What this task involves: Repeat each line of the data exactly as written.

☆ ☆ ☆

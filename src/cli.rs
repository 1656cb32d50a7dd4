use clap::{Parser, ValueEnum};
use log::LevelFilter;
use nalgebra::Vector2;

use crate::{grid::Grid, Error, EPSILON};

#[derive(Debug, Clone, Copy, ValueEnum)]
pub enum LogLevel {
    Error,
    Warn,
    Info,
    Debug,
    Trace,
}

impl From<LogLevel> for LevelFilter {
    fn from(level: LogLevel) -> Self {
        match level {
            LogLevel::Error => LevelFilter::Error,
            LogLevel::Warn => LevelFilter::Warn,
            LogLevel::Info => LevelFilter::Info,
            LogLevel::Debug => LevelFilter::Debug,
            LogLevel::Trace => LevelFilter::Trace,
        }
    }
}

#[derive(Debug, Parser)]
#[command(name = "gridcast")]
#[command(about = "Trace a ray across a 2D grid, one cell edge at a time")]
pub struct Args {
    /// Number of grid columns
    #[arg(long, default_value_t = 16)]
    pub grid_width: u32,

    /// Number of grid rows
    #[arg(long, default_value_t = 16)]
    pub grid_height: u32,

    /// Window width in pixels
    #[arg(long, default_value_t = 800)]
    pub width: u32,

    /// Window height in pixels
    #[arg(long, default_value_t = 800)]
    pub height: u32,

    /// Ray origin x in grid units (defaults to the grid centre)
    #[arg(long)]
    pub origin_x: Option<f64>,

    /// Ray origin y in grid units (defaults to the grid centre)
    #[arg(long)]
    pub origin_y: Option<f64>,

    /// Nudge applied before snapping to a grid line
    #[arg(long, default_value_t = EPSILON)]
    pub epsilon: f64,

    /// Print the bounces towards grid point X Y and exit without a window
    #[arg(long, num_args = 2, value_names = ["X", "Y"], allow_negative_numbers = true)]
    pub trace: Option<Vec<f64>>,

    #[arg(long, value_enum, default_value = "info")]
    pub log_level: LogLevel,
}

impl Args {
    pub fn validate(&self) -> Result<(), Error> {
        if self.grid_width == 0 || self.grid_height == 0 {
            return Err(Error::InvalidLayout(format!(
                "grid must have at least one cell, got {}x{}",
                self.grid_width, self.grid_height
            )));
        }
        if self.width == 0 || self.height == 0 {
            return Err(Error::InvalidLayout(format!(
                "window must have at least one pixel, got {}x{}",
                self.width, self.height
            )));
        }
        let origin = self.origin();
        if !(origin.x.is_finite() && origin.y.is_finite()) {
            return Err(Error::InvalidLayout(format!(
                "origin must be finite, got {}, {}",
                origin.x, origin.y
            )));
        }
        if let Some(target) = self.trace_target() {
            if !(target.x.is_finite() && target.y.is_finite()) {
                return Err(Error::InvalidLayout(format!(
                    "trace target must be finite, got {}, {}",
                    target.x, target.y
                )));
            }
        }
        if !(self.epsilon.is_finite() && self.epsilon > 0.0) {
            return Err(Error::InvalidLayout(format!(
                "epsilon must be positive, got {}",
                self.epsilon
            )));
        }
        Ok(())
    }

    pub fn grid(&self) -> Grid {
        Grid::new(self.grid_width, self.grid_height)
    }

    pub fn origin(&self) -> Vector2<f64> {
        let center = self.grid().center();
        Vector2::new(
            self.origin_x.unwrap_or(center.x),
            self.origin_y.unwrap_or(center.y),
        )
    }

    pub fn trace_target(&self) -> Option<Vector2<f64>> {
        match self.trace.as_deref() {
            Some(&[x, y]) => Some(Vector2::new(x, y)),
            _ => None,
        }
    }
}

☆ ☆ ☆

Response to this task:
filename src/cli.rs
repository 1656cb32d50a7dd4
use clap::{Parser, ValueEnum};
use log::LevelFilter;
use nalgebra::Vector2;

use crate::{grid::Grid, Error, EPSILON};

#[derive(Debug, Clone, Copy, ValueEnum)]
pub enum LogLevel {
    Error,
    Warn,
    Info,
    Debug,
    Trace,
}

impl From<LogLevel> for LevelFilter {
    fn from(level: LogLevel) -> Self {
        match level {
            LogLevel::Error => LevelFilter::Error,
            LogLevel::Warn => LevelFilter::Warn,
            LogLevel::Info => LevelFilter::Info,
            LogLevel::Debug => LevelFilter::Debug,
            LogLevel::Trace => LevelFilter::Trace,
        }
    }
}

#[derive(Debug, Parser)]
#[command(name = "gridcast")]
#[command(about = "Trace a ray across a 2D grid, one cell edge at a time")]
pub struct Args {
    /// Number of grid columns
    #[arg(long, default_value_t = 16)]
    pub grid_width: u32,

    /// Number of grid rows
    #[arg(long, default_value_t = 16)]
    pub grid_height: u32,

    /// Window width in pixels
    #[arg(long, default_value_t = 800)]
    pub width: u32,

    /// Window height in pixels
    #[arg(long, default_value_t = 800)]
    pub height: u32,

    /// Ray origin x in grid units (defaults to the grid centre)
    #[arg(long)]
    pub origin_x: Option<f64>,

    /// Ray origin y in grid units (defaults to the grid centre)
    #[arg(long)]
    pub origin_y: Option<f64>,

    /// Nudge applied before snapping to a grid line
    #[arg(long, default_value_t = EPSILON)]
    pub epsilon: f64,

    /// Print the bounces towards grid point X Y and exit without a window
    #[arg(long, num_args = 2, value_names = ["X", "Y"], allow_negative_numbers = true)]
    pub trace: Option<Vec<f64>>,

    #[arg(long, value_enum, default_value = "info")]
    pub log_level: LogLevel,
}

impl Args {
    pub fn validate(&self) -> Result<(), Error> {
        if self.grid_width == 0 || self.grid_height == 0 {
            return Err(Error::InvalidLayout(format!(
                "grid must have at least one cell, got {}x{}",
                self.grid_width, self.grid_height
            )));
        }
        if self.width == 0 || self.height == 0 {
            return Err(Error::InvalidLayout(format!(
                "window must have at least one pixel, got {}x{}",
                self.width, self.height
            )));
        }
        let origin = self.origin();
        if !(origin.x.is_finite() && origin.y.is_finite()) {
            return Err(Error::InvalidLayout(format!(
                "origin must be finite, got {}, {}",
                origin.x, origin.y
            )));
        }
        if let Some(target) = self.trace_target() {
            if !(target.x.is_finite() && target.y.is_finite()) {
                return Err(Error::InvalidLayout(format!(
                    "trace target must be finite, got {}, {}",
                    target.x, target.y
                )));
            }
        }
        if !(self.epsilon.is_finite() && self.epsilon > 0.0) {
            return Err(Error::InvalidLayout(format!(
                "epsilon must be positive, got {}",
                self.epsilon
            )));
        }
        Ok(())
    }

    pub fn grid(&self) -> Grid {
        Grid::new(self.grid_width, self.grid_height)
    }

    pub fn origin(&self) -> Vector2<f64> {
        let center = self.grid().center();
        Vector2::new(
            self.origin_x.unwrap_or(center.x),
            self.origin_y.unwrap_or(center.y),
        )
    }

    pub fn trace_target(&self) -> Option<Vector2<f64>> {
        match self.trace.as_deref() {
            Some(&[x, y]) => Some(Vector2::new(x, y)),
            _ => None,
        }
    }
}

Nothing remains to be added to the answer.